• Exercise details: Lines with "proptest" in them are to be located in the listing below and copied.

=== Data provided ===

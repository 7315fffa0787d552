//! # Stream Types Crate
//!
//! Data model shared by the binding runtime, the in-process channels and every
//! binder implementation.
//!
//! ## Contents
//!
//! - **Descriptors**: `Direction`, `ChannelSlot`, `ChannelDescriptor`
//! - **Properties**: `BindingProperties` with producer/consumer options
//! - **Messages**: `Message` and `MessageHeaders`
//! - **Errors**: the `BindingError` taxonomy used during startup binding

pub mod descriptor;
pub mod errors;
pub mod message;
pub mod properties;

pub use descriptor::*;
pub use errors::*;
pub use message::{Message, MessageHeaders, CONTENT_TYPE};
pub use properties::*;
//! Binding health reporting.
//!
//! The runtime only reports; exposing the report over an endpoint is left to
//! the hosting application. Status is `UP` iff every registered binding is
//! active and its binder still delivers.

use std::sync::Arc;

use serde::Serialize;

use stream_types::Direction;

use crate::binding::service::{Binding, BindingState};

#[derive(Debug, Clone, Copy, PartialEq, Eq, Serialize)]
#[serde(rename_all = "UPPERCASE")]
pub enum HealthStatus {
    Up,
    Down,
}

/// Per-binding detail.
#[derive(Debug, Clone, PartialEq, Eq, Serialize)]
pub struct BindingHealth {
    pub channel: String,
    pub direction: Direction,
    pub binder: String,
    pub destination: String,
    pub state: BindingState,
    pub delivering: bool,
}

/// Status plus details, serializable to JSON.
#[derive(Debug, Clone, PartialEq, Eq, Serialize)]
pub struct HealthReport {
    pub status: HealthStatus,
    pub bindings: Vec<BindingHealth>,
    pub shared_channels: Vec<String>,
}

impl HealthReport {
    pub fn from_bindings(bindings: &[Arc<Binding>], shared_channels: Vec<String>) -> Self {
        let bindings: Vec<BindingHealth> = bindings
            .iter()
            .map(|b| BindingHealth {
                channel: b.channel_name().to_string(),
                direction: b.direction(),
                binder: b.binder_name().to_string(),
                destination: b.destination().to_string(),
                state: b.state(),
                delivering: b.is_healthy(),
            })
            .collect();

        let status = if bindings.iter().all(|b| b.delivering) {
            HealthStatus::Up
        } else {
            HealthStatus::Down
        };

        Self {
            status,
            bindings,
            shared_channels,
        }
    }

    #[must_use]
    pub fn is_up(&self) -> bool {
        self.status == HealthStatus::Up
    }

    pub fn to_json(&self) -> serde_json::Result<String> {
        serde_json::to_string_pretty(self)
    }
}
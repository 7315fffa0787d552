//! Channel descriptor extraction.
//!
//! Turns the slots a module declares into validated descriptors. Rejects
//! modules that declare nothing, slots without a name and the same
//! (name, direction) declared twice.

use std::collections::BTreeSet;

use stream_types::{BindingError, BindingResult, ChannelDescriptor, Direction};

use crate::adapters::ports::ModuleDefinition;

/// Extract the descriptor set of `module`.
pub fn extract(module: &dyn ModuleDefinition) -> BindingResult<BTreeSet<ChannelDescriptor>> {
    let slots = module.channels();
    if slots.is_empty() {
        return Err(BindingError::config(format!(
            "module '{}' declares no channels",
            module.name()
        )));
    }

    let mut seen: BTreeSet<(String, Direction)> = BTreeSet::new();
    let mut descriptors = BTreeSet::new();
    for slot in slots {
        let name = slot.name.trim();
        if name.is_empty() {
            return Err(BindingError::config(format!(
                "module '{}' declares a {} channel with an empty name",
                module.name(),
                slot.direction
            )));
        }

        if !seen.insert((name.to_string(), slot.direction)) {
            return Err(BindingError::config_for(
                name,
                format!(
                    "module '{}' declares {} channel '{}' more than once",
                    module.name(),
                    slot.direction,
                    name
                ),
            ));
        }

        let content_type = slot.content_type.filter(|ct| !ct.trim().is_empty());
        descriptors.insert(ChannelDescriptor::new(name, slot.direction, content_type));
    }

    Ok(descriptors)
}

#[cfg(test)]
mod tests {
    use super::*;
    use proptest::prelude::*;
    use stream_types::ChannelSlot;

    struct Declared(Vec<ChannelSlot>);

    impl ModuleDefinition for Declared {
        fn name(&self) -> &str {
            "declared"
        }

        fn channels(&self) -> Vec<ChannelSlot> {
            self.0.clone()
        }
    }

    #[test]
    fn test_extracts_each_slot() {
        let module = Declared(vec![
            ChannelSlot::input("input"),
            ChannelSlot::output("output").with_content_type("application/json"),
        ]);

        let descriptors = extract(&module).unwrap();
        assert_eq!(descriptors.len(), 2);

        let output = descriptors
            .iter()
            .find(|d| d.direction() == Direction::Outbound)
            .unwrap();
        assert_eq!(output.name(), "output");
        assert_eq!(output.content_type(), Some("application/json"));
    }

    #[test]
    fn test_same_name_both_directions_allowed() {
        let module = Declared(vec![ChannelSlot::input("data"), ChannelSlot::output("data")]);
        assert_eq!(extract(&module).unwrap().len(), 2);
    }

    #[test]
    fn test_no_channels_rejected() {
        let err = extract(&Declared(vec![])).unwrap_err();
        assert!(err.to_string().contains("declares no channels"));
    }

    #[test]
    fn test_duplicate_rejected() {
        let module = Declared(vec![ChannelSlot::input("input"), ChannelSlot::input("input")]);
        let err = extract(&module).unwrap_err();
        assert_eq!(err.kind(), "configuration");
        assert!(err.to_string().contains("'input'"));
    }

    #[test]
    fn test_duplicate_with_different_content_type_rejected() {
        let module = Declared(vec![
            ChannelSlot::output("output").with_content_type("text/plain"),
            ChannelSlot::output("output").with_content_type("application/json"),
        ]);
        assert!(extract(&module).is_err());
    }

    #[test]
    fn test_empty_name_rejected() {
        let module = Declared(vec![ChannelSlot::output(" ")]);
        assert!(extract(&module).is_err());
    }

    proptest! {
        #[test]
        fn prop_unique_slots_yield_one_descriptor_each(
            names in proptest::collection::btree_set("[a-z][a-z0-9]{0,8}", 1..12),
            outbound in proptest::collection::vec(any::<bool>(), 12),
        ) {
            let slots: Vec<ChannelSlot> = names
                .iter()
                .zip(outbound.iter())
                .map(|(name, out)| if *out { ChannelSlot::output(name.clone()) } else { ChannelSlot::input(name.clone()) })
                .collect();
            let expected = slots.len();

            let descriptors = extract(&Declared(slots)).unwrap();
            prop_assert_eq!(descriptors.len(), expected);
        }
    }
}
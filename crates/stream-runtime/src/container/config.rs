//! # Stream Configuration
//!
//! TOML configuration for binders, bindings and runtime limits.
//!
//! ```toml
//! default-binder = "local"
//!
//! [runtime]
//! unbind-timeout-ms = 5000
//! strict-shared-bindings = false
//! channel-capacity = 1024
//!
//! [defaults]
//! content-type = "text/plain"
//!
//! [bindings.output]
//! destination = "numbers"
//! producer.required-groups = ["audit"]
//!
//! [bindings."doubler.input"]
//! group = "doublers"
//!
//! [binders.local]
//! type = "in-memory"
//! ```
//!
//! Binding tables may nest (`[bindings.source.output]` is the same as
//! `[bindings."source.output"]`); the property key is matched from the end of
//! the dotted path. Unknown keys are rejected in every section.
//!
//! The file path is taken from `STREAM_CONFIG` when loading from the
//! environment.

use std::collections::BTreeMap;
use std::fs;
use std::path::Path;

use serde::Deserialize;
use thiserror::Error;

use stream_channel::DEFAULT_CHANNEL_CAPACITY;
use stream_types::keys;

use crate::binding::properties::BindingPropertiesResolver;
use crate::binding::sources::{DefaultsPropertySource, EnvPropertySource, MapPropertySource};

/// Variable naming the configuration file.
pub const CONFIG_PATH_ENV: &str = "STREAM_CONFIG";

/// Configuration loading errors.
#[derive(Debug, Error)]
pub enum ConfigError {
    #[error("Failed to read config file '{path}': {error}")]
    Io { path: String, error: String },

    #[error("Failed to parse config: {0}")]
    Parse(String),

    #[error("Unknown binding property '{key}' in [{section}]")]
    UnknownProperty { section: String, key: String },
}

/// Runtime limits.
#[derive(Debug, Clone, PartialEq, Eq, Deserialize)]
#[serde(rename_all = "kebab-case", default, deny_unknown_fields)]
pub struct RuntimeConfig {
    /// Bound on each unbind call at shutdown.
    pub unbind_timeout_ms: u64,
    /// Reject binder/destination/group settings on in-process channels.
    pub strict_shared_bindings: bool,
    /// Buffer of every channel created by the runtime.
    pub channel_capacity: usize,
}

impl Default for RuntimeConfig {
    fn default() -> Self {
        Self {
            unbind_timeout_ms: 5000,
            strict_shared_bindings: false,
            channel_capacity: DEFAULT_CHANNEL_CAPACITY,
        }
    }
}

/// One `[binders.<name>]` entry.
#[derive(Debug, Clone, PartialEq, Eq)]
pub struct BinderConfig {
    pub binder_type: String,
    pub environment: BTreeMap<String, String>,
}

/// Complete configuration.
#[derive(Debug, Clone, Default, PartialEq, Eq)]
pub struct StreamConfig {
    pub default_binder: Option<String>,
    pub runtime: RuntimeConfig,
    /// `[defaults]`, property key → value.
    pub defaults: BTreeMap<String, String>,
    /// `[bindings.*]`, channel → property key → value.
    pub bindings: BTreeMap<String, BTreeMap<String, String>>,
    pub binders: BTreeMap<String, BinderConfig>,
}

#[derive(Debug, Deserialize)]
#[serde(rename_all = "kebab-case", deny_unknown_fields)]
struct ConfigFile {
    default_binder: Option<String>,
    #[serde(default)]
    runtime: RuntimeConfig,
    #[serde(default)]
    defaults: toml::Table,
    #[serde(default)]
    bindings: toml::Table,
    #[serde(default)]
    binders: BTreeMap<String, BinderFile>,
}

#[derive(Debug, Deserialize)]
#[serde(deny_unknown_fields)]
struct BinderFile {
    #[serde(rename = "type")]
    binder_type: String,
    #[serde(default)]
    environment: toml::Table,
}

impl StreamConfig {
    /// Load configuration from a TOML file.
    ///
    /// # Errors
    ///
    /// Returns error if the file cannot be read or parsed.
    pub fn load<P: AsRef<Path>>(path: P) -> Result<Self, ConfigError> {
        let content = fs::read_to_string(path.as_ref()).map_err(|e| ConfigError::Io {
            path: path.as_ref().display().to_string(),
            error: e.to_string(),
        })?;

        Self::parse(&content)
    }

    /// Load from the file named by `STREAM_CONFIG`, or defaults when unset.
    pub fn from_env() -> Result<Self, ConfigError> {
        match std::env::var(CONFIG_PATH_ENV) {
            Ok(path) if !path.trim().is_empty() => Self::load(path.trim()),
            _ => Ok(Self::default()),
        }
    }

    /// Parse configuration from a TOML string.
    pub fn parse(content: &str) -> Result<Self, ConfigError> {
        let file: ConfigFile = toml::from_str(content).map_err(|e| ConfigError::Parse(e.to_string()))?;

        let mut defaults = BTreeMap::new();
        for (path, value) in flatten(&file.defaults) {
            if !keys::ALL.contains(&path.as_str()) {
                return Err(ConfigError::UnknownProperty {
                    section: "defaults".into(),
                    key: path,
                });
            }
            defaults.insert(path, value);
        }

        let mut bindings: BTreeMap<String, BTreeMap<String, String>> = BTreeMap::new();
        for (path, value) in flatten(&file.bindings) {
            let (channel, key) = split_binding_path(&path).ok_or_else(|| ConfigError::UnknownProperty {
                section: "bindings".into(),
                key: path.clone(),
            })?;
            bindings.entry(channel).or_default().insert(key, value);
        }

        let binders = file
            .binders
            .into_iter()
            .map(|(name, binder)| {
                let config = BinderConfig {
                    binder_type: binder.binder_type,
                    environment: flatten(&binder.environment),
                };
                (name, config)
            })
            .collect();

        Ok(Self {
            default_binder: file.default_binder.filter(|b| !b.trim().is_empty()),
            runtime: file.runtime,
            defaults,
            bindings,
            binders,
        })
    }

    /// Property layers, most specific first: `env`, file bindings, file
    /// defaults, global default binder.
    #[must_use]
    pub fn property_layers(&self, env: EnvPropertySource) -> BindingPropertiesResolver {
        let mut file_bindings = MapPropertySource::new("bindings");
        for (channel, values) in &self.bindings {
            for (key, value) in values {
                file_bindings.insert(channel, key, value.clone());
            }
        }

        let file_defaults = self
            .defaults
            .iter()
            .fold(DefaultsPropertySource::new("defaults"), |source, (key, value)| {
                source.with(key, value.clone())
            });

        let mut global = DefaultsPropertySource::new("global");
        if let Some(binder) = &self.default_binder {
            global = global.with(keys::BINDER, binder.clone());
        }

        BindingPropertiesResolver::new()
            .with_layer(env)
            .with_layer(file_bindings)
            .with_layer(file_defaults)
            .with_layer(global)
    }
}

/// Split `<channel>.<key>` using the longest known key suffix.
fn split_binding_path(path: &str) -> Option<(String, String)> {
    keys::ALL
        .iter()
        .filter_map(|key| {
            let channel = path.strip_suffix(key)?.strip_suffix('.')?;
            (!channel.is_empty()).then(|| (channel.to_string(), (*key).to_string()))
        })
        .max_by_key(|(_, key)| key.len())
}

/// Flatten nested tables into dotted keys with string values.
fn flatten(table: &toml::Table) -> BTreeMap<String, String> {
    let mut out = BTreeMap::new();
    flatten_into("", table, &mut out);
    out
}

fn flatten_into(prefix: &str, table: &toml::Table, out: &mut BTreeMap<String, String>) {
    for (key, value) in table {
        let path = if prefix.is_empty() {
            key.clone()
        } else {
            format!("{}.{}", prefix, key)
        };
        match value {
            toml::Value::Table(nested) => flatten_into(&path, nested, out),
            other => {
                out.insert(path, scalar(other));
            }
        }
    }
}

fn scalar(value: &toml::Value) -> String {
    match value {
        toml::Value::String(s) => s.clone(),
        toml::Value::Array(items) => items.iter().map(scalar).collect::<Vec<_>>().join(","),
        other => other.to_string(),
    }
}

===

• The answer:
    use proptest::prelude::*;
    proptest! {
            names in proptest::collection::btree_set("[a-z][a-z0-9]{0,8}", 1..12),
            outbound in proptest::collection::vec(any::<bool>(), 12),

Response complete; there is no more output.